Mr. Hutchison relayed that in 2019, the entire mariculture
industry in Alaska had been about $1.4 million. He reported
the goal was to increase the number to $100 million,
meaning it was necessary to increase workforce capacity. He
expounded that the University of Alaska Southeast planned
to ramp up its mariculture undergraduate and graduate
program. He spoke to the importance of sufficient personnel
to help harvest, run clinicals, and conduct testing to
ensure the kelp was healthy and in pristine conditions.

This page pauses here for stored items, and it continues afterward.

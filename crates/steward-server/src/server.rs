//! Server assembly and lifecycle.

use std::collections::HashSet;
use std::future::Future;
use std::sync::Arc;

use chrono::Utc;
use futures_util::future::BoxFuture;
use steward_protocol::{PublishStream, RouterStream};
use tracing::info;

use crate::config::ServerConfig;
use crate::context::{Context, Shared};
use crate::dispatch::Dispatcher;
use crate::error::{CapabilityResult, DispatchError, RegistryError, ServerError, ServerResult};
use crate::events::{EventBus, EventHandler};
use crate::extensions::Extension;
use crate::locks::KeyedLocks;
use crate::pool::{WorkerPool, guarded};
use crate::registry::{AllowAll, Authorizer, Call, Registry, RegistryBuilder, Visibility};
use crate::signals::ShutdownHandle;
use crate::tasks::{Task, TaskList};

type StartFn = Box<dyn FnOnce(Context) -> BoxFuture<'static, Result<(), DispatchError>> + Send>;

struct StartHook {
    name: String,
    run: StartFn,
}

/// Collects capabilities, handlers, tasks and hooks before binding.
pub struct ServerBuilder {
    config: ServerConfig,
    registry: RegistryBuilder,
    handlers: Vec<EventHandler>,
    tasks: Vec<Task>,
    start_hooks: Vec<StartHook>,
    authorizer: Arc<dyn Authorizer>,
    extensions: HashSet<String>,
}

impl ServerBuilder {
    pub fn new(config: ServerConfig) -> Self {
        Self {
            config,
            registry: Registry::builder(),
            handlers: Vec::new(),
            tasks: Vec::new(),
            start_hooks: Vec::new(),
            authorizer: Arc::new(AllowAll),
            extensions: HashSet::new(),
        }
    }

    pub fn config(&self) -> &ServerConfig {
        &self.config
    }

    /// Replaces the default allow-all policy.
    pub fn authorizer(&mut self, authorizer: impl Authorizer + 'static) -> &mut Self {
        self.authorizer = Arc::new(authorizer);
        self
    }

    /// Lets `extension` register its parts. Each name may load once.
    pub fn extension(&mut self, extension: impl Extension) -> Result<&mut Self, RegistryError> {
        let name = extension.name().to_string();
        if !self.extensions.insert(name.clone()) {
            return Err(RegistryError::DuplicateExtension(name));
        }
        info!(extension = %name, "Loading extension");
        extension.register(self)?;
        Ok(self)
    }

    /// Registers a capability under a dotted name.
    pub fn capability<F, Fut>(
        &mut self,
        name: &str,
        visibility: Visibility,
        doc: &str,
        f: F,
    ) -> Result<&mut Self, RegistryError>
    where
        F: Fn(Context, Call) -> Fut + Send + Sync + 'static,
        Fut: Future<Output = CapabilityResult> + Send + 'static,
    {
        self.registry.add(name, visibility, doc, f)?;
        Ok(self)
    }

    pub fn event_handler(&mut self, handler: EventHandler) -> &mut Self {
        self.handlers.push(handler);
        self
    }

    pub fn task(&mut self, task: Task) -> &mut Self {
        self.tasks.push(task);
        self
    }

    /// Runs `f` once after the sockets are bound, before the first request.
    pub fn on_start<F, Fut>(&mut self, name: impl Into<String>, f: F) -> &mut Self
    where
        F: FnOnce(Context) -> Fut + Send + 'static,
        Fut: Future<Output = Result<(), DispatchError>> + Send + 'static,
    {
        self.start_hooks.push(StartHook {
            name: name.into(),
            run: Box::new(move |ctx| -> BoxFuture<'static, Result<(), DispatchError>> {
                Box::pin(f(ctx))
            }),
        });
        self
    }

    /// Binds both sockets and freezes the registry.
    pub async fn bind(self) -> ServerResult<Server> {
        let config = self.config;
        let serializer = config.serializer();
        let router =
            RouterStream::bind(&config.socket_path, serializer, config.cleanup_stale_socket).await?;
        let publisher =
            PublishStream::bind(&config.publish_path, serializer, config.cleanup_stale_socket).await?;

        let events = EventBus::new(Arc::new(publisher));
        for handler in self.handlers {
            events.add(handler);
        }
        let tasks = TaskList::new(config.schedule_retry);
        for task in self.tasks {
            tasks.add(task);
        }

        let registry = self.registry.build();
        info!(
            capabilities = registry.len(),
            workers = config.workers,
            "Server bound"
        );
        let shared = Arc::new(Shared {
            registry,
            authorizer: self.authorizer,
            events,
            tasks,
            pool: WorkerPool::new(config.workers),
            locks: KeyedLocks::default(),
            started: Utc::now(),
        });

        Ok(Server {
            shared,
            router,
            config,
            start_hooks: self.start_hooks,
            shutdown: ShutdownHandle::new(),
        })
    }

    #[cfg(test)]
    pub(crate) fn into_parts(self) -> (RegistryBuilder, Vec<EventHandler>, Vec<Task>) {
        (self.registry, self.handlers, self.tasks)
    }
}

/// A bound server, ready to [`run`](Server::run).
pub struct Server {
    shared: Arc<Shared>,
    router: RouterStream,
    config: ServerConfig,
    start_hooks: Vec<StartHook>,
    shutdown: ShutdownHandle,
}

impl Server {
    pub fn builder(config: ServerConfig) -> ServerBuilder {
        ServerBuilder::new(config)
    }

    /// A server-side context, for calls made outside any request.
    pub fn context(&self) -> Context {
        Context::server(self.shared.clone())
    }

    pub fn shutdown_handle(&self) -> ShutdownHandle {
        self.shutdown.clone()
    }

    pub fn config(&self) -> &ServerConfig {
        &self.config
    }

    /// Runs start hooks, then serves until shutdown is triggered.
    ///
    /// On shutdown the scheduler stops and running jobs get up to the drain
    /// timeout to finish; their responses are still delivered.
    pub async fn run(self) -> ServerResult<()> {
        let Server {
            shared,
            router,
            config,
            start_hooks,
            shutdown,
        } = self;
        let ctx = Context::server(shared.clone());

        for hook in start_hooks {
            info!(hook = %hook.name, "Running start hook");
            guarded((hook.run)(ctx.clone()))
                .await
                .map_err(|source| ServerError::StartHook {
                    name: hook.name,
                    source,
                })?;
        }

        let scheduler_ctx = ctx.clone();
        let (idle, max_sleep) = (config.scheduler_idle, config.scheduler_max_sleep);
        let scheduler = tokio::spawn(async move {
            scheduler_ctx
                .tasks()
                .run(&scheduler_ctx, idle, max_sleep)
                .await;
        });

        let mut dispatcher = Dispatcher::new(shared.clone(), router);
        info!(
            socket = %config.socket_path.display(),
            publish = %config.publish_path.display(),
            "Server started"
        );
        dispatcher.run(config.poll_interval, shutdown.wait()).await;

        info!("Shutting down");
        ctx.tasks().stop();
        if let Err(e) = scheduler.await {
            tracing::warn!(error = %e, "Scheduler ended abnormally");
        }
        dispatcher
            .drain(config.drain_timeout, config.poll_interval)
            .await;
        info!("Server stopped");
        Ok(())
    }
}
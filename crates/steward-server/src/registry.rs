//! Capability table.
//!
//! Capabilities are registered once at startup under dotted names
//! (`tasks.running`); every dot creates or reuses a namespace. The finished
//! [`Registry`] is immutable, so lookups need no locking.

use std::collections::BTreeMap;
use std::collections::btree_map::Entry as MapEntry;
use std::fmt;
use std::future::Future;
use std::sync::Arc;

use futures_util::future::BoxFuture;
use serde::de::DeserializeOwned;
use serde_json::Value;
use steward_protocol::Kwargs;

use crate::context::{Context, Identity};
use crate::error::{CapabilityResult, DispatchError, RegistryError};

/// Who may call a capability.
#[derive(Debug, Clone, Copy, PartialEq, Eq)]
pub enum Visibility {
    /// Callable by clients and listed by `commands`.
    Public,
    /// Only callable from other capabilities via [`Context::invoke`].
    Private,
    /// Callable by clients but never listed.
    Invisible,
}

/// Boxed capability body.
pub type CapabilityFn = Arc<dyn Fn(Context, Call) -> BoxFuture<'static, CapabilityResult> + Send + Sync>;

/// Arguments of one invocation.
#[derive(Debug, Clone, Default, PartialEq)]
pub struct Call {
    pub args: Vec<Value>,
    pub kwargs: Kwargs,
}

impl Call {
    pub fn new(args: Vec<Value>, kwargs: Kwargs) -> Self {
        Self { args, kwargs }
    }

    /// A parameter passed either at position `index` or as keyword `name`.
    pub fn param<T: DeserializeOwned>(&self, index: usize, name: &str) -> Result<Option<T>, DispatchError> {
        let Some(value) = self.args.get(index).or_else(|| self.kwargs.get(name)) else {
            return Ok(None);
        };
        serde_json::from_value(value.clone())
            .map(Some)
            .map_err(|e| DispatchError::invalid(format!("argument '{name}': {e}")))
    }

    /// Like [`param`](Self::param) but missing is an error.
    pub fn required<T: DeserializeOwned>(&self, index: usize, name: &str) -> Result<T, DispatchError> {
        self.param(index, name)?
            .ok_or_else(|| DispatchError::invalid(format!("missing argument '{name}'")))
    }

    /// Like [`param`](Self::param) with a fallback.
    pub fn param_or<T: DeserializeOwned>(&self, index: usize, name: &str, default: T) -> Result<T, DispatchError> {
        Ok(self.param(index, name)?.unwrap_or(default))
    }

    /// Renders the call as `cmd(a, b, key=value)`.
    pub fn signature(&self, command: &str) -> String {
        let args = self.args.iter().map(display_value);
        let kwargs = self
            .kwargs
            .iter()
            .map(|(key, value)| format!("{key}={}", display_value(value)));
        let rendered: Vec<String> = args.chain(kwargs).collect();
        format!("{command}({})", rendered.join(", "))
    }
}

pub(crate) fn display_value(value: &Value) -> String {
    match value {
        Value::String(s) => s.clone(),
        other => other.to_string(),
    }
}

/// A registered, callable unit.
pub struct Capability {
    name: String,
    doc: String,
    visibility: Visibility,
    handler: CapabilityFn,
}

impl Capability {
    /// Fully qualified dotted name.
    pub fn name(&self) -> &str {
        &self.name
    }

    pub fn doc(&self) -> &str {
        &self.doc
    }

    pub fn visibility(&self) -> Visibility {
        self.visibility
    }

    /// Starts the body. Nothing runs until the future is polled.
    pub fn call(&self, ctx: Context, call: Call) -> BoxFuture<'static, CapabilityResult> {
        (self.handler)(ctx, call)
    }
}

impl fmt::Debug for Capability {
    fn fmt(&self, f: &mut fmt::Formatter<'_>) -> fmt::Result {
        f.debug_struct("Capability")
            .field("name", &self.name)
            .field("visibility", &self.visibility)
            .finish_non_exhaustive()
    }
}

/// Decides whether a remote caller may run a resolved capability.
pub trait Authorizer: Send + Sync {
    fn authorize(&self, capability: &Capability, identity: &Identity) -> bool;
}

impl<F> Authorizer for F
where
    F: Fn(&Capability, &Identity) -> bool + Send + Sync,
{
    fn authorize(&self, capability: &Capability, identity: &Identity) -> bool {
        self(capability, identity)
    }
}

/// Lets every caller through.
#[derive(Debug, Clone, Copy, Default)]
pub struct AllowAll;

impl Authorizer for AllowAll {
    fn authorize(&self, _capability: &Capability, _identity: &Identity) -> bool {
        true
    }
}

#[derive(Debug)]
enum Entry {
    Leaf(Arc<Capability>),
    Namespace(Table),
}

#[derive(Debug, Default)]
struct Table {
    entries: BTreeMap<String, Entry>,
}

impl Table {
    fn collect(&self, out: &mut Vec<Arc<Capability>>) {
        for entry in self.entries.values() {
            match entry {
                Entry::Leaf(capability) => out.push(capability.clone()),
                Entry::Namespace(table) => table.collect(out),
            }
        }
    }
}

/// Immutable capability table.
#[derive(Debug, Default)]
pub struct Registry {
    root: Table,
    len: usize,
}

impl Registry {
    pub fn builder() -> RegistryBuilder {
        RegistryBuilder::default()
    }

    /// Finds a capability regardless of visibility. Namespaces are not
    /// callable and yield `None`.
    pub fn lookup(&self, path: &str) -> Option<&Arc<Capability>> {
        let mut table = &self.root;
        let mut segments = path.split('.').peekable();
        while let Some(segment) = segments.next() {
            match table.entries.get(segment)? {
                Entry::Namespace(inner) => table = inner,
                Entry::Leaf(capability) if segments.peek().is_none() => return Some(capability),
                Entry::Leaf(_) => return None,
            }
        }
        None
    }

    /// Resolves a command sent by a client.
    ///
    /// Unknown paths and namespaces are [`NotFound`]; `Private`
    /// capabilities are [`Forbidden`].
    ///
    /// [`NotFound`]: DispatchError::NotFound
    /// [`Forbidden`]: DispatchError::Forbidden
    pub fn resolve(&self, path: &str) -> Result<Arc<Capability>, DispatchError> {
        let capability = self
            .lookup(path)
            .ok_or_else(|| DispatchError::NotFound(path.to_string()))?;
        match capability.visibility {
            Visibility::Private => Err(DispatchError::Forbidden(path.to_string())),
            Visibility::Public | Visibility::Invisible => Ok(capability.clone()),
        }
    }

    /// Public capabilities in name order.
    pub fn listing(&self) -> Vec<Arc<Capability>> {
        let mut all = Vec::with_capacity(self.len);
        self.root.collect(&mut all);
        all.retain(|capability| capability.visibility == Visibility::Public);
        all
    }

    pub fn len(&self) -> usize {
        self.len
    }

    pub fn is_empty(&self) -> bool {
        self.len == 0
    }
}

/// Collects registrations before the table is frozen.
#[derive(Debug, Default)]
pub struct RegistryBuilder {
    registry: Registry,
}

impl RegistryBuilder {
    /// Registers `f` under the dotted `name`.
    pub fn add<F, Fut>(
        &mut self,
        name: &str,
        visibility: Visibility,
        doc: &str,
        f: F,
    ) -> Result<&mut Self, RegistryError>
    where
        F: Fn(Context, Call) -> Fut + Send + Sync + 'static,
        Fut: Future<Output = CapabilityResult> + Send + 'static,
    {
        let handler: CapabilityFn =
            Arc::new(move |ctx, call| -> BoxFuture<'static, CapabilityResult> { Box::pin(f(ctx, call)) });
        self.insert(Capability {
            name: name.to_string(),
            doc: doc.trim().to_string(),
            visibility,
            handler,
        })?;
        Ok(self)
    }

    fn insert(&mut self, capability: Capability) -> Result<(), RegistryError> {
        let name = capability.name.clone();
        let segments: Vec<&str> = name.split('.').collect();
        if segments.iter().any(|segment| !valid_segment(segment)) {
            return Err(RegistryError::InvalidName(name));
        }
        let Some((leaf, parents)) = segments.split_last() else {
            return Err(RegistryError::InvalidName(name));
        };

        let mut table = &mut self.registry.root;
        let mut prefix = String::new();
        for segment in parents {
            if !prefix.is_empty() {
                prefix.push('.');
            }
            prefix.push_str(segment);
            let entry = table
                .entries
                .entry((*segment).to_string())
                .or_insert_with(|| Entry::Namespace(Table::default()));
            table = match entry {
                Entry::Namespace(inner) => inner,
                Entry::Leaf(_) => {
                    return Err(RegistryError::Conflict {
                        name,
                        prefix,
                        existing: "capability",
                    });
                }
            };
        }

        match table.entries.entry((*leaf).to_string()) {
            MapEntry::Occupied(occupied) => match occupied.get() {
                Entry::Leaf(_) => Err(RegistryError::Duplicate(name)),
                Entry::Namespace(_) => Err(RegistryError::Conflict {
                    prefix: name.clone(),
                    name,
                    existing: "namespace",
                }),
            },
            MapEntry::Vacant(vacant) => {
                vacant.insert(Entry::Leaf(Arc::new(capability)));
                self.registry.len += 1;
                Ok(())
            }
        }
    }

    pub fn build(self) -> Registry {
        self.registry
    }
}

fn valid_segment(segment: &str) -> bool {
    !segment.is_empty()
        && segment
            .chars()
            .all(|c| c.is_ascii_alphanumeric() || c == '_' || c == '-')
}

#[cfg(test)]
mod tests {
    use super::*;
    use serde_json::json;

    async fn noop(_ctx: Context, _call: Call) -> CapabilityResult {
        Ok(Value::Null)
    }

    fn sample() -> Registry {
        let mut builder = Registry::builder();
        builder
            .add("ping", Visibility::Public, "Reply with pong", noop)
            .unwrap()
            .add("deploy.start", Visibility::Public, "", noop)
            .unwrap()
            .add("deploy.secret", Visibility::Private, "", noop)
            .unwrap()
            .add("deploy.debug", Visibility::Invisible, "", noop)
            .unwrap();
        builder.build()
    }

    #[test]
    fn resolves_dotted_paths() {
        let registry = sample();
        assert_eq!(registry.len(), 4);
        assert_eq!(registry.resolve("ping").unwrap().name(), "ping");
        assert_eq!(registry.resolve("deploy.start").unwrap().name(), "deploy.start");
        assert_eq!(registry.resolve("ping").unwrap().doc(), "Reply with pong");
    }

    #[test]
    fn unresolvable_paths_are_not_found() {
        let registry = sample();
        for path in ["", "nope", "deploy", "deploy.", "deploy.start.more", "ping.x", ".ping"] {
            assert!(
                matches!(registry.resolve(path), Err(DispatchError::NotFound(_))),
                "{path:?} should not resolve"
            );
        }
    }

    #[test]
    fn private_is_forbidden_remotely_but_found_locally() {
        let registry = sample();
        assert!(matches!(
            registry.resolve("deploy.secret"),
            Err(DispatchError::Forbidden(_))
        ));
        assert!(registry.lookup("deploy.secret").is_some());
    }

    #[test]
    fn listing_shows_only_public() {
        let registry = sample();
        let names: Vec<_> = registry
            .listing()
            .iter()
            .map(|c| c.name().to_string())
            .collect();
        assert_eq!(names, vec!["deploy.start", "ping"]);
        assert!(registry.resolve("deploy.debug").is_ok());
    }

    #[test]
    fn duplicates_and_conflicts_are_rejected() {
        let mut builder = Registry::builder();
        builder.add("a.b", Visibility::Public, "", noop).unwrap();

        assert_eq!(
            builder.add("a.b", Visibility::Public, "", noop).unwrap_err(),
            RegistryError::Duplicate("a.b".into())
        );
        assert!(matches!(
            builder.add("a", Visibility::Public, "", noop),
            Err(RegistryError::Conflict { existing: "namespace", .. })
        ));
        assert!(matches!(
            builder.add("a.b.c", Visibility::Public, "", noop),
            Err(RegistryError::Conflict { existing: "capability", .. })
        ));
        assert!(matches!(
            builder.add("bad..name", Visibility::Public, "", noop),
            Err(RegistryError::InvalidName(_))
        ));
        assert!(matches!(
            builder.add("sp ace", Visibility::Public, "", noop),
            Err(RegistryError::InvalidName(_))
        ));
    }

    #[test]
    fn call_parameters() {
        let call = Call::new(
            vec![json!("web"), json!(3)],
            Kwargs::from_iter([("force".to_string(), json!(true))]),
        );
        assert_eq!(call.required::<String>(0, "host").unwrap(), "web");
        assert_eq!(call.param::<u32>(1, "count").unwrap(), Some(3));
        assert_eq!(call.param::<bool>(2, "force").unwrap(), Some(true));
        assert_eq!(call.param_or(5, "retries", 2_u32).unwrap(), 2);
        assert!(matches!(
            call.required::<String>(9, "missing"),
            Err(DispatchError::InvalidArguments(_))
        ));
        assert!(matches!(
            call.param::<u32>(0, "host"),
            Err(DispatchError::InvalidArguments(_))
        ));
    }

    #[test]
    fn call_signature() {
        let call = Call::new(
            vec![json!("web"), json!(3)],
            Kwargs::from_iter([("force".to_string(), json!(true))]),
        );
        assert_eq!(call.signature("deploy"), "deploy(web, 3, force=true)");
        assert_eq!(Call::default().signature("ping"), "ping()");
    }
}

Under the University of Alaska Anchorage, the Institute of
Social and Economic Research (ISER) would be involved with
grading and analyzing commercial grade mariculture and
deciding locations throughout Alaska where mariculture
would benefit coastal communities. Additionally, the
university hoped to teach and outreach to coastal
communities in rural Alaska to boost their mariculture
capacity in the future. The $7 million increment in the
amendment would fund all of the aforementioned activities.
Representative Rasmussen WITHDREW her OBJECTION.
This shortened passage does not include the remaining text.